How do CD4+ T cells preserve memories during malaria?
The Haque Group are funded by the Australian NHMRC to discover new molecular mechanisms that govern the transition from effector to memory states in antigen-specific CD4+ T cells. We focus on experimental blood-stage malaria, with the ultimate goal of developing new strategies that boost naturally-acquired immunological memory and vaccine-mediated immunity to this disease. Currently, we apply single-cell transcriptomics and epigenomics technologies, computational modelling, and experimental target validation in vivo to reconstruct the dynamic process of cellular change within CD4+ T cells.
CD4+ T cells in acute Graft-versus-Host Disease
The Haque group are examining how donor-derived CD4+ T cells after allogeneic hematopoietic stem cell transplantation, differentiate into pro-inflammatory, regulatory and quiescent cell states in the gastro-intestinal tract, thus controlling the severity of Graft-versus-Host Disease. In experimental in vivo models, we find rapid emergence of TCF1hi quiescent T cells that migrate to the gut, and retain a capacity to mount secondary effector responses therein. To translate these findings into humans, we are applying scRNA-seq to examine peripheral blood immune responses in Phase III clinical trials for prevention of acute GVHD.

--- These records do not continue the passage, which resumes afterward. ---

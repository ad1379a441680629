//! Day-by-day budget simulation ("piggy bank" logic).
//!
//! The simulator is a pure function of the budget period, the ledger and the evaluation
//! instant. It replays every finished day of the period to find today's effective daily
//! limit:
//!
//! - the base limit is the disposable total (principal minus fixed spend) split evenly over
//!   the inclusive length of the period;
//! - a day spent below the current limit credits the difference to the piggy bank and leaves
//!   the limit unchanged;
//! - a day spent above the current limit lowers the limit by the overspend divided by the
//!   days still remaining after that day, so the cut is spread over the rest of the period;
//! - the piggy bank is reported as a safety buffer but never raises future limits.
//!
//! Underspending is rewarded with a visible buffer, overspending permanently tightens every
//! later day. Replaying from the first day on each call keeps the result consistent with
//! the ledger at the cost of O(period length) work.

use chrono::{DateTime, FixedOffset, NaiveDate};
use std::collections::HashMap;

use crate::domain::models::budget::{BudgetPeriod, LedgerAggregates};
use crate::domain::models::transaction::Transaction;

const MILLIS_PER_DAY: i64 = 86_400_000;

/// One replayed day of the period
#[derive(Debug, Clone, PartialEq)]
pub struct SimulatedDay {
    pub date: NaiveDate,
    pub spent: f64,
    pub limit_before: f64,
    pub limit_after: f64,
    pub piggy_bank: f64,
}

/// Result of simulating a budget at one instant
#[derive(Debug, Clone, PartialEq)]
pub struct BudgetSnapshot {
    pub days_left: u32,
    pub total_duration_days: u32,
    pub fixed_spent: f64,
    pub variable_spent: f64,
    pub disposable_total: f64,
    pub base_daily_limit: f64,
    /// Effective limit for today, never negative
    pub daily_limit: f64,
    pub safety_buffer: f64,
    pub spent_today: f64,
    pub left_today: f64,
    pub is_warning: bool,
    pub trace: Vec<SimulatedDay>,
}

pub struct BudgetSimulator;

impl BudgetSimulator {
    /// Simulate `period` against `ledger` as of `now`.
    ///
    /// `now` must already be expressed in the reference offset: its local date is "today".
    /// Fixed and variable totals are derived from the ledger rows inside the period, the
    /// counters stored on `period` are not consulted.
    pub fn simulate(
        period: &BudgetPeriod,
        ledger: &[Transaction],
        now: DateTime<FixedOffset>,
    ) -> BudgetSnapshot {
        let today = now.date_naive();
        let aggregates = LedgerAggregates::from_ledger(period.start_date, period.end_date, ledger);

        let total_duration_days = period.total_duration_days();
        let disposable_total = period.principal - aggregates.fixed_spent;
        let base_daily_limit = disposable_total / f64::from(total_duration_days);

        let daily_spend = Self::variable_spend_by_day(period, ledger);

        let mut current_limit = base_daily_limit;
        let mut piggy_bank = 0.0;
        let mut remaining_days = i64::from(total_duration_days);
        let mut trace = Vec::new();

        for date in period
            .start_date
            .iter_days()
            .take_while(|d| *d < today && *d <= period.end_date)
        {
            let spent = daily_spend.get(&date).copied().unwrap_or(0.0);
            let limit_before = current_limit;
            remaining_days -= 1;

            if spent < current_limit {
                piggy_bank += current_limit - spent;
            } else if spent > current_limit && remaining_days > 0 {
                let overspend = spent - current_limit;
                current_limit -= overspend / remaining_days as f64;
            }

            trace.push(SimulatedDay {
                date,
                spent,
                limit_before,
                limit_after: current_limit,
                piggy_bank,
            });
        }

        let daily_limit = current_limit.max(0.0);
        // Spending outside the period never counts against its limit
        let spent_today: f64 = if period.contains(today) {
            ledger
                .iter()
                .filter(|t| t.is_variable() && t.date == today)
                .map(|t| t.amount)
                .sum()
        } else {
            0.0
        };
        let left_today = daily_limit - spent_today;

        BudgetSnapshot {
            days_left: Self::days_left(period.end_date, now),
            total_duration_days,
            fixed_spent: aggregates.fixed_spent,
            variable_spent: aggregates.variable_spent,
            disposable_total,
            base_daily_limit,
            daily_limit,
            safety_buffer: piggy_bank,
            spent_today,
            left_today,
            is_warning: left_today < 0.0,
            trace,
        }
    }

    /// Whole days until the end of the final day (23:59:59.999), rounded up, at least 1
    pub fn days_left(end_date: NaiveDate, now: DateTime<FixedOffset>) -> u32 {
        let end_of_final_day = match end_date.and_hms_milli_opt(23, 59, 59, 999) {
            Some(end) => end,
            None => return 1,
        };
        let remaining_ms = (end_of_final_day - now.naive_local()).num_milliseconds();
        if remaining_ms <= 0 {
            return 1;
        }
        let days = (remaining_ms + MILLIS_PER_DAY - 1) / MILLIS_PER_DAY;
        u32::try_from(days).unwrap_or(u32::MAX).max(1)
    }

    fn variable_spend_by_day(period: &BudgetPeriod, ledger: &[Transaction]) -> HashMap<NaiveDate, f64> {
        let mut by_day: HashMap<NaiveDate, f64> = HashMap::new();
        for transaction in ledger
            .iter()
            .filter(|t| t.is_variable() && period.contains(t.date))
        {
            *by_day.entry(transaction.date).or_insert(0.0) += transaction.amount;
        }
        by_day
    }
}

#[cfg(test)]
mod tests {
    use super::*;
    use crate::domain::models::budget::BudgetStatus;
    use crate::domain::models::transaction::TransactionType;
    use chrono::TimeZone;

    const EPSILON: f64 = 1e-9;

    fn offset() -> FixedOffset {
        FixedOffset::east_opt(7 * 3600).unwrap()
    }

    fn date(d: u32) -> NaiveDate {
        NaiveDate::from_ymd_opt(2026, 10, d).unwrap()
    }

    fn at(d: u32, h: u32, m: u32, s: u32) -> DateTime<FixedOffset> {
        offset().with_ymd_and_hms(2026, 10, d, h, m, s).unwrap()
    }

    fn period(start: u32, end: u32, principal: f64) -> BudgetPeriod {
        BudgetPeriod {
            name: "Test".to_string(),
            start_date: date(start),
            end_date: date(end),
            principal,
            fixed_spent: 0.0,
            variable_spent: 0.0,
            status: BudgetStatus::Active,
            created_at: "2026-10-01T00:00:00+07:00".to_string(),
            updated_at: "2026-10-01T00:00:00+07:00".to_string(),
        }
    }

    fn spend(d: u32, amount: f64) -> Transaction {
        tx(d, amount, TransactionType::Variable)
    }

    fn tx(d: u32, amount: f64, transaction_type: TransactionType) -> Transaction {
        Transaction {
            id: format!("t-{}-{}", d, amount),
            date: date(d),
            item: "item".to_string(),
            amount,
            category: "Other".to_string(),
            transaction_type,
            recorded_at: at(d, 12, 0, 0),
        }
    }

    #[test]
    fn test_reference_scenario() {
        let budget = period(1, 10, 300.0);
        let ledger = vec![spend(1, 20.0), spend(2, 45.0)];

        let snapshot = BudgetSimulator::simulate(&budget, &ledger, at(3, 9, 0, 0));

        assert_eq!(snapshot.total_duration_days, 10);
        assert!((snapshot.base_daily_limit - 30.0).abs() < EPSILON);
        assert!((snapshot.daily_limit - 28.125).abs() < EPSILON);
        assert!((snapshot.safety_buffer - 10.0).abs() < EPSILON);
        assert_eq!(snapshot.trace.len(), 2);
        assert!((snapshot.trace[0].limit_after - 30.0).abs() < EPSILON);
        assert!((snapshot.trace[1].limit_after - 28.125).abs() < EPSILON);
    }

    #[test]
    fn test_no_spend_accumulates_full_base_limit() {
        let budget = period(1, 10, 300.0);
        for elapsed in 0..10u32 {
            let snapshot = BudgetSimulator::simulate(&budget, &[], at(1 + elapsed, 8, 0, 0));
            assert!((snapshot.daily_limit - snapshot.base_daily_limit).abs() < EPSILON);
            assert!((snapshot.safety_buffer - f64::from(elapsed) * 30.0).abs() < EPSILON);
        }
    }

    #[test]
    fn test_overspend_only_never_raises_limit() {
        let budget = period(1, 10, 300.0);
        let ledger: Vec<Transaction> = (1..=9).map(|d| spend(d, 30.0 + 5.0)).collect();

        let mut previous = f64::INFINITY;
        for d in 2..=10 {
            let snapshot = BudgetSimulator::simulate(&budget, &ledger, at(d, 8, 0, 0));
            assert_eq!(snapshot.safety_buffer, 0.0);
            assert!(snapshot.daily_limit <= previous);
            previous = snapshot.daily_limit;
        }
        assert!(previous < 30.0);
    }

    #[test]
    fn test_limit_is_never_negative() {
        let budget = period(1, 10, 100.0);
        let ledger = vec![spend(1, 5_000.0), spend(2, 10_000.0), spend(3, 0.5)];

        let snapshot = BudgetSimulator::simulate(&budget, &ledger, at(5, 8, 0, 0));
        assert_eq!(snapshot.daily_limit, 0.0);
        assert!(snapshot.left_today <= 0.0);

        let over_principal = vec![tx(1, 1_000.0, TransactionType::Fixed)];
        let snapshot = BudgetSimulator::simulate(&budget, &over_principal, at(4, 8, 0, 0));
        assert!(snapshot.base_daily_limit < 0.0);
        assert_eq!(snapshot.daily_limit, 0.0);
    }

    #[test]
    fn test_exact_spend_changes_nothing() {
        let budget = period(1, 10, 300.0);
        let ledger = vec![spend(1, 30.0), spend(2, 30.0)];
        let snapshot = BudgetSimulator::simulate(&budget, &ledger, at(3, 8, 0, 0));
        assert!((snapshot.daily_limit - 30.0).abs() < EPSILON);
        assert_eq!(snapshot.safety_buffer, 0.0);
    }

    #[test]
    fn test_underspend_after_cut_credits_reduced_limit() {
        let budget = period(1, 10, 300.0);
        // Day 1 over by 18 (9 days remain) -> limit 28, day 2 spends 20 -> 8 into the bank
        let ledger = vec![spend(1, 48.0), spend(2, 20.0)];
        let snapshot = BudgetSimulator::simulate(&budget, &ledger, at(3, 8, 0, 0));
        assert!((snapshot.daily_limit - 28.0).abs() < EPSILON);
        assert!((snapshot.safety_buffer - 8.0).abs() < EPSILON);
    }

    #[test]
    fn test_fixed_spend_reduces_base_limit_only() {
        let mut budget = period(1, 10, 400.0);
        // Stored counters are ignored, the ledger is authoritative
        budget.fixed_spent = 999.0;
        let ledger = vec![tx(1, 100.0, TransactionType::Fixed), spend(1, 30.0)];

        let snapshot = BudgetSimulator::simulate(&budget, &ledger, at(2, 8, 0, 0));
        assert_eq!(snapshot.fixed_spent, 100.0);
        assert_eq!(snapshot.variable_spent, 30.0);
        assert!((snapshot.disposable_total - 300.0).abs() < EPSILON);
        assert!((snapshot.base_daily_limit - 30.0).abs() < EPSILON);
        assert_eq!(snapshot.safety_buffer, 0.0);
    }

    #[test]
    fn test_spent_today_and_warning() {
        let budget = period(1, 10, 300.0);
        let ledger = vec![
            spend(3, 25.0),
            spend(3, 10.0),
            tx(3, 500.0, TransactionType::Fixed),
        ];

        let snapshot = BudgetSimulator::simulate(&budget, &ledger, at(3, 20, 0, 0));
        let expected_base = (300.0 - 500.0) / 10.0;
        assert!((snapshot.base_daily_limit - expected_base).abs() < EPSILON);
        assert_eq!(snapshot.spent_today, 35.0);
        assert!(snapshot.is_warning);

        let budget = period(1, 10, 1_000.0);
        let snapshot = BudgetSimulator::simulate(&budget, &ledger, at(3, 20, 0, 0));
        assert!((snapshot.daily_limit - 50.0).abs() < EPSILON);
        assert!((snapshot.left_today - 15.0).abs() < EPSILON);
        assert!(!snapshot.is_warning);
    }

    #[test]
    fn test_days_left_rounds_up_and_floors_at_one() {
        let end = date(10);
        assert_eq!(BudgetSimulator::days_left(end, at(1, 0, 0, 0)), 10);
        assert_eq!(BudgetSimulator::days_left(end, at(10, 0, 0, 0)), 1);
        assert_eq!(BudgetSimulator::days_left(end, at(9, 23, 59, 59)), 2);

        let last_moment = offset()
            .with_ymd_and_hms(2026, 10, 10, 23, 59, 59)
            .unwrap()
            + chrono::Duration::milliseconds(999);
        assert_eq!(BudgetSimulator::days_left(end, last_moment), 1);
        assert_eq!(BudgetSimulator::days_left(end, at(20, 12, 0, 0)), 1);
    }

    #[test]
    fn test_single_day_period_is_finite() {
        let budget = period(5, 5, 50.0);
        let ledger = vec![spend(5, 80.0)];

        let snapshot = BudgetSimulator::simulate(&budget, &ledger, at(6, 8, 0, 0));
        assert!(snapshot.daily_limit.is_finite());
        assert_eq!(snapshot.daily_limit, 50.0);
        assert_eq!(snapshot.days_left, 1);
    }

    #[test]
    fn test_replay_stops_at_period_end() {
        let budget = period(1, 3, 90.0);
        let ledger = vec![spend(1, 10.0), spend(5, 200.0)];

        let snapshot = BudgetSimulator::simulate(&budget, &ledger, at(8, 8, 0, 0));
        assert_eq!(snapshot.trace.len(), 3);
        assert_eq!(snapshot.variable_spent, 10.0);
        assert!((snapshot.safety_buffer - 80.0).abs() < EPSILON);
    }

    #[test]
    fn test_before_period_start_uses_base_limit() {
        let budget = period(10, 19, 300.0);
        let snapshot = BudgetSimulator::simulate(&budget, &[], at(2, 8, 0, 0));
        assert!(snapshot.trace.is_empty());
        assert!((snapshot.daily_limit - 30.0).abs() < EPSILON);
        assert_eq!(snapshot.days_left, 18);
    }

    #[test]
    fn test_spending_outside_period_is_not_spent_today() {
        let budget = period(10, 19, 300.0);

        let before = BudgetSimulator::simulate(&budget, &[spend(2, 50.0)], at(2, 20, 0, 0));
        assert_eq!(before.spent_today, 0.0);
        assert!((before.left_today - 30.0).abs() < EPSILON);
        assert!(!before.is_warning);

        let after = BudgetSimulator::simulate(&budget, &[spend(25, 50.0)], at(25, 20, 0, 0));
        assert_eq!(after.spent_today, 0.0);
        assert!(!after.is_warning);
    }

    #[test]
    fn test_day_boundary_follows_reference_offset() {
        let budget = period(1, 10, 300.0);
        let ledger = vec![spend(2, 50.0)];

        // 2026-10-02 18:00 UTC is 2026-10-03 01:00 at UTC+7, so day 2 is already history
        let utc = FixedOffset::east_opt(0)
            .unwrap()
            .with_ymd_and_hms(2026, 10, 2, 18, 0, 0)
            .unwrap();
        let snapshot = BudgetSimulator::simulate(&budget, &ledger, utc.with_timezone(&offset()));
        assert_eq!(snapshot.trace.len(), 2);
        assert_eq!(snapshot.spent_today, 0.0);
        assert!(snapshot.daily_limit < 30.0);
    }
}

Do malaria parasites sense and respond to the host during infection?
The Haque Group are interested not only in how the host immune response develops during blood-stage malaria, but also how the parasite itself responds to being within the host. We previously found evidence of host-mediated impairment of parasite maturation in experimental in vivo models. Currently, we are testing the hypothesis that parasites sense inhibitory factors released into the bloodstream by the the host, and respond by altering their transcriptional programs, which leads to slowed population growth of parasites within red blood cells.
Ashraful Haque completed a PhD on Salmonella pathogenesis in 2002, with Gordon Dougan at Imperial College, London. After a post-doctoral fellowship on immune responses to the bacterium, Burkholderia pseudomallei, at the London School of Hygiene & Tropical Medicine, he moved to Australia in 2005 to work on parasitic infections at QIMR in Brisbane, with Christian Engwerda. He received his first NHMRC grant in 2010, and started a research group at QIMR Berghofer in 2012. With NHMRC Project and Ideas Grants, and ARC Discovery funding, he has studied host/parasite interactions in blood-stage malaria, with a specific interest in single-cell genomics.